1968 – album : Mousse
Que nous dit cette chanson-là ? Mystérieuse et d’une grande audace stylistique, Anne Sylvestre s’y joue des phrases et de la versification classique qu’elle manie si bien, pour un collage de mots, d’images, de sensations. Chanson impressionniste pétrie de désirs, de peurs, d’envols et de reculs, Mousse est une merveille de suggestion et de sensualité. Ses pleins et déliés ressemblent aux mouvements intimes de deux êtres qui s’observent et se mêlent.
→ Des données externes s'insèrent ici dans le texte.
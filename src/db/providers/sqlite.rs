use anyhow::Result;
use async_trait::async_trait;
use sea_orm::{ConnectOptions, ConnectionTrait, DatabaseConnection};
use tracing::debug;

use super::registry::{DbProvider, DbProviderId};
use crate::config::DatabaseConfig;

const SQLITE_BUSY_TIMEOUT_MS: u64 = 5_000;

pub struct SqliteDbProvider;

#[async_trait]
impl DbProvider for SqliteDbProvider {
    fn id(&self) -> DbProviderId {
        DbProviderId::Sqlite
    }

    fn schemes(&self) -> &'static [&'static str] {
        &["sqlite:"]
    }

    // Every pooled connection to an in-memory database sees its own empty
    // database, so the pool is pinned to a single connection.
    fn tune(&self, options: &mut ConnectOptions, cfg: &DatabaseConfig) {
        if is_in_memory(&cfg.url) {
            debug!("in-memory sqlite; using a single pooled connection");
            options.max_connections(1).min_connections(1);
        }
    }

    async fn post_connect(&self, db: &DatabaseConnection) -> Result<()> {
        db.execute_unprepared("PRAGMA foreign_keys = ON").await?;
        db.execute_unprepared(&format!("PRAGMA busy_timeout = {SQLITE_BUSY_TIMEOUT_MS}"))
            .await?;
        Ok(())
    }
}

fn is_in_memory(url: &str) -> bool {
    let url = url.to_ascii_lowercase();
    url.contains(":memory:") || url.contains("mode=memory")
}

#[cfg(test)]
mod tests {
    use super::is_in_memory;

    #[test]
    fn detects_in_memory_urls() {
        assert!(is_in_memory("sqlite::memory:"));
        assert!(is_in_memory("sqlite://todos?mode=memory&cache=shared"));
        assert!(!is_in_memory("sqlite://./todos.db?mode=rwc"));
    }
}
use std::path::Path;

use ::config as config_rs;
use anyhow::{Context, Result};
use serde::de::DeserializeOwned;

/// Config loaded from `PREFIX`-ed environment variables, with `SEPARATOR`
/// marking nesting (`APP_GENERAL__PORT` -> `general.port`).
pub trait EnvConfig: Sized + DeserializeOwned {
    const PREFIX: &'static str = "APP";
    const SEPARATOR: &'static str = "__";
    /// Unprefixed variables mapped onto config keys, applied last.
    const LEGACY_OVERRIDES: &'static [(&'static str, &'static str)] = &[];

    fn load_dotenv() {
        // .env next to the manifest first, then the working directory.
        let manifest_dir = Path::new(env!("CARGO_MANIFEST_DIR"));
        let _ = dotenvy::from_filename(manifest_dir.join(".env")).or_else(|_| dotenvy::dotenv());
    }

    fn validate(&self) -> Result<()> {
        Ok(())
    }

    fn from_env() -> Result<Self> {
        Self::load_dotenv();
        Self::from_vars(std::env::vars())
    }

    /// Builds the config from an explicit variable set instead of the process
    /// environment.
    fn from_vars(vars: impl IntoIterator<Item = (String, String)>) -> Result<Self> {
        let vars: config_rs::Map<String, String> = vars.into_iter().collect();

        let mut builder = config_rs::Config::builder().add_source(
            config_rs::Environment::with_prefix(Self::PREFIX)
                .prefix_separator("_")
                .separator(Self::SEPARATOR)
                .try_parsing(true)
                .source(Some(vars.clone())),
        );

        for (var, key) in Self::LEGACY_OVERRIDES {
            let value = vars
                .get(*var)
                .filter(|value| !value.trim().is_empty())
                .cloned();
            builder = builder
                .set_override_option(*key, value)
                .with_context(|| format!("failed to apply {var} override"))?;
        }

        let cfg = builder
            .build()
            .context("failed to read environment variables for config")?
            .try_deserialize::<Self>()
            .context("failed to deserialize environment into config")?;

        cfg.validate()?;
        Ok(cfg)
    }
}
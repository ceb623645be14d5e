use super::registry::{DbProvider, DbProviderId};

pub struct PostgresDbProvider;

impl DbProvider for PostgresDbProvider {
    fn id(&self) -> DbProviderId {
        DbProviderId::Postgres
    }

    fn schemes(&self) -> &'static [&'static str] {
        &["postgres://", "postgresql://"]
    }
}
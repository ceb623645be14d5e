pub mod todo_service;

pub use todo_service::TodoService;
Chacun pourra y voir ce qu’il désire.

“Non tu n’as pas de nom”

1974 – album : Les Pierres dans mon jardin
Dans la France de cette année-là, l’avortement est illégal. La chanson, elle, existe depuis plusieurs mois (certaines sources la créditent en 1973). Autant dire que son propos n’a rien d’anodin : avec gravité, une femme s’adresse à l’enfant que, peut-être, elle n’aura pas... si elle en décide ainsi. Surnommée « chanson sur l’avortement », Anne Sylvestre corrigeait toujours : « C’est une chanson sur le choix. » La liberté ou pas d’enfanter. Elle fut chantée lors de manifestations pour l’IVG ; elle est reconnue par les féministes comme une chanson fédératrice, importante. Parfois, un hymne.

“Juste une femme”

2013 – album : Juste une femme
Remarquable Anne Sylvestre qui, à près de 80 ans, et dans son dernier album studio, restait ancrée dans son temps, toujours aussi sensible au sort des femmes. Elle écrit cette chanson dans la foulée de « l’affaire DSK », et ne le cache pas aux journalistes qui l’interviewent alors. Soulignant sa colère face à tous ceux qui relativisent la gravité des agressions sexuelles. Le texte d’Anne Sylvestre ne dit pas autre chose que cette profonde indignation et ce ras-le-bol phénoménal que partageront quatre ans plus tard des dizaines de milliers de femmes, lors de la déferlante #Metoo.

“Le Lac Saint-Sébastien”

2000 – album : Partage des eaux
Ils sont de plus en plus nombreux, philosophes et environnementalistes, à demander la reconnaissance d’un statut juridique pour les rivières, les lacs, les forêts... Mais bien avant que ces considérations n’occupent le débat public, Anne Sylvestre faisait chanter le lac Saint-Sébastien, en écho à l’un des livres de son amie, la féministe québécoise Hélène Pedneault. Dans la voix douce de la chanteuse, le lac se pare d’une âme et regarde avec circonspection ces humains aux bien curieux comportements. On l’ignore trop souvent, mais Anne Sylvestre a signé le plus beau manifeste écolo de la chanson française.

“Un mur pour pleurer”

1973 – album : Les Pierres dans mon jardin
Un jour d’interview, il y a une bonne dizaine d’années, on avait tenté : « Pourquoi ne reprenez-vous plus sur scène Un mur pour pleurer ? » Sans surprise, elle avait maugréé. Elle n’avait plus que faire de ce vieux titre, son côté plaintif l’insupportait ; il valait mille fois mieux regarder le présent et écouter les nouvelles chansons. Certes, mais Un mur pour pleurer restera, quoi qu’elle en pensait, l’une des plus jolies pièces du répertoire d’Anne Sylvestre. Dans les années 1970 qui commençaient, elle y pointait les faux-semblants de l’époque… qui n’ont guère changé depuis. Si ce n’est qu’aujourd’hui, alors que disparaît l’une des plus grandes artistes que la chanson ait jamais portées, nous avons une raison de plus pour pleurer.